┌──

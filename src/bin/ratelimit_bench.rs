// src/bin/ratelimit_bench.rs

use indicatif::{ProgressBar, ProgressStyle};
use prettytable::{row, Table};
use std::sync::atomic::{AtomicBool, AtomicU64, Ordering};
use std::sync::Arc;
use std::time::{Duration, Instant};
use structopt::StructOpt;
use tokio::sync::Barrier;
use tracing::{error, info, warn};
use tracing_subscriber::{EnvFilter, FmtSubscriber};
use uuid::Uuid;

use gateway_ratelimit::config::{CacheConfig, InMemoryConfig, RateLimiterConfig, RedisConfig, SqliteConfig};
use gateway_ratelimit::policy::{Policy, PolicyResolver, RouteContext};
use gateway_ratelimit::storage::{CacheStorage, MemoryStorage, RedisStorage, SqliteStorage, StorageBackend};
use gateway_ratelimit::RateLimiter;

#[derive(Debug, Clone, StructOpt)]
#[structopt(
    name = "ratelimit_bench",
    about = "Hammers one rate limit key from many tasks and checks the admitted count"
)]
struct Opt {
    /// Storage backend to use
    #[structopt(short, long, possible_values = &["memory", "cache", "redis", "sqlite"], default_value = "memory")]
    storage: String,

    /// Redis URL (redis backend)
    #[structopt(long, default_value = "redis://localhost:6379")]
    redis_url: String,

    /// Database file (sqlite backend)
    #[structopt(long, default_value = "ratelimit-bench.db")]
    sqlite_path: String,

    /// Requests admitted per window
    #[structopt(short, long, default_value = "1000")]
    limit: u64,

    /// Window length in seconds; keep it longer than the run
    #[structopt(short, long, default_value = "600")]
    window_seconds: u64,

    /// Total requests to send
    #[structopt(short = "r", long, default_value = "5000")]
    requests: u64,

    /// Concurrent tasks, each with one request in flight
    #[structopt(short = "c", long, default_value = "64")]
    concurrency: usize,

    /// Number of runs, each on a fresh key
    #[structopt(short, long, default_value = "3")]
    iterations: usize,

    /// Verbosity level
    #[structopt(short, long, parse(from_occurrences))]
    verbose: usize,
}

#[derive(Debug)]
struct RunResult {
    sent: u64,
    admitted: u64,
    degraded: u64,
    elapsed: Duration,
    interrupted: bool,
}

#[tokio::main]
async fn main() -> Result<(), Box<dyn std::error::Error>> {
    let opt = Opt::from_args();

    let log_level = match opt.verbose {
        0 => "warn",
        1 => "info",
        _ => "debug",
    };
    let subscriber = FmtSubscriber::builder()
        .with_env_filter(EnvFilter::new(format!(
            "ratelimit_bench={},gateway_ratelimit={}",
            log_level, log_level
        )))
        .finish();
    tracing::subscriber::set_global_default(subscriber)?;

    let stop = Arc::new(AtomicBool::new(false));
    let handler_stop = Arc::clone(&stop);
    if let Err(e) = ctrlc::set_handler(move || {
        handler_stop.store(true, Ordering::SeqCst);
    }) {
        warn!("failed to set Ctrl-C handler: {}", e);
    }

    let results = match opt.storage.as_str() {
        "memory" => {
            let storage = MemoryStorage::new(InMemoryConfig::default());
            run_all(&opt, storage, &stop).await?
        }
        "cache" => {
            let storage = CacheStorage::new(CacheConfig::default());
            run_all(&opt, storage, &stop).await?
        }
        "redis" => {
            let storage = RedisStorage::new(RedisConfig::new(opt.redis_url.clone())).await?;
            run_all(&opt, storage, &stop).await?
        }
        "sqlite" => {
            let config = SqliteConfig::new(opt.sqlite_path.clone()).fit_within(RateLimiterConfig::default().timeout);
            let storage = SqliteStorage::open(config)?;
            run_all(&opt, storage, &stop).await?
        }
        other => {
            error!("Unknown storage backend: {}", other);
            return Err("Unknown storage backend".into());
        }
    };

    let consistent = report(&opt, &results);
    if !consistent {
        return Err("admitted count does not match the limit".into());
    }
    Ok(())
}

async fn run_all<S>(
    opt: &Opt,
    storage: S,
    stop: &Arc<AtomicBool>,
) -> Result<Vec<RunResult>, Box<dyn std::error::Error>>
where
    S: StorageBackend + 'static,
{
    let storage = Arc::new(storage);
    let mut results = Vec::with_capacity(opt.iterations);

    for iteration in 0..opt.iterations {
        if stop.load(Ordering::SeqCst) {
            break;
        }
        // A fresh route per run keeps runs independent on persistent backends
        let route = format!("bench-{}", Uuid::new_v4());
        let policy = Policy::requests(opt.limit, Duration::from_secs(opt.window_seconds), vec![])?;
        let resolver = PolicyResolver::new("ratelimit-bench").with_route_policy(route.clone(), policy)?;
        let limiter = Arc::new(RateLimiter::new(Arc::clone(&storage), resolver, RateLimiterConfig::default()));

        info!(iteration = iteration + 1, backend = storage.name(), "Starting run");
        let result = run_once(opt, limiter, route, Arc::clone(stop)).await;
        results.push(result);
    }

    Ok(results)
}

async fn run_once<S>(
    opt: &Opt,
    limiter: Arc<RateLimiter<S>>,
    route: String,
    stop: Arc<AtomicBool>,
) -> RunResult
where
    S: StorageBackend + 'static,
{
    let progress = ProgressBar::new(opt.requests);
    match ProgressStyle::default_bar()
        .template("{spinner:.green} [{elapsed_precise}] [{bar:40.cyan/blue}] {pos}/{len} ({per_sec})")
    {
        Ok(style) => progress.set_style(style.progress_chars("#>-")),
        Err(e) => warn!("invalid progress template: {}", e),
    }

    let sent = Arc::new(AtomicU64::new(0));
    let admitted = Arc::new(AtomicU64::new(0));
    let degraded = Arc::new(AtomicU64::new(0));
    let workers = opt.concurrency.max(1);
    let barrier = Arc::new(Barrier::new(workers));

    let start = Instant::now();
    let mut handles = Vec::with_capacity(workers);
    for _ in 0..workers {
        let limiter = Arc::clone(&limiter);
        let barrier = Arc::clone(&barrier);
        let stop = Arc::clone(&stop);
        let (sent, admitted, degraded) = (Arc::clone(&sent), Arc::clone(&admitted), Arc::clone(&degraded));
        let progress = progress.clone();
        let ctx = RouteContext::new(route.clone(), "/bench");
        let total = opt.requests;

        handles.push(tokio::spawn(async move {
            barrier.wait().await;
            loop {
                if stop.load(Ordering::SeqCst) {
                    break;
                }
                // Claim a request slot before sending so the total is exact
                if sent.fetch_add(1, Ordering::SeqCst) >= total {
                    sent.fetch_sub(1, Ordering::SeqCst);
                    break;
                }
                if let Some(outcome) = limiter.evaluate(&ctx).await {
                    if outcome.admitted {
                        admitted.fetch_add(1, Ordering::SeqCst);
                    }
                    if outcome.degraded {
                        degraded.fetch_add(1, Ordering::SeqCst);
                    }
                }
                progress.inc(1);
            }
        }));
    }

    for handle in futures::future::join_all(handles).await {
        if let Err(e) = handle {
            error!("benchmark task failed: {}", e);
        }
    }
    progress.finish_and_clear();

    RunResult {
        sent: sent.load(Ordering::SeqCst),
        admitted: admitted.load(Ordering::SeqCst),
        degraded: degraded.load(Ordering::SeqCst),
        elapsed: start.elapsed(),
        interrupted: stop.load(Ordering::SeqCst),
    }
}

// Prints one row per run; false if a conclusive run admitted anything but
// min(limit, requests)
fn report(opt: &Opt, results: &[RunResult]) -> bool {
    let mut table = Table::new();
    table.add_row(row!["Run", "Backend", "Sent", "Admitted", "Expected", "Degraded", "Req/s", "Consistent"]);

    let mut all_consistent = true;
    for (i, result) in results.iter().enumerate() {
        let expected = opt.limit.min(result.sent);
        let consistent = result.admitted == expected;
        // Interrupted runs and fail-open admissions prove nothing either way
        let conclusive = !result.interrupted && result.degraded == 0;
        all_consistent &= consistent || !conclusive;

        let throughput = result.sent as f64 / result.elapsed.as_secs_f64().max(f64::EPSILON);
        table.add_row(row![
            i + 1,
            opt.storage,
            result.sent,
            result.admitted,
            expected,
            result.degraded,
            format!("{:.0}", throughput),
            if result.interrupted {
                "interrupted"
            } else if result.degraded > 0 {
                "degraded"
            } else if consistent {
                "yes"
            } else {
                "NO"
            }
        ]);
    }

    table.printstd();
    all_consistent
}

└──

TASK DESCRIPTION:
Search the listing above for "each" and copy every line that has it.

ANSWER TO THIS EXERCISE:
    /// Concurrent tasks, each with one request in flight
    /// Number of runs, each on a fresh key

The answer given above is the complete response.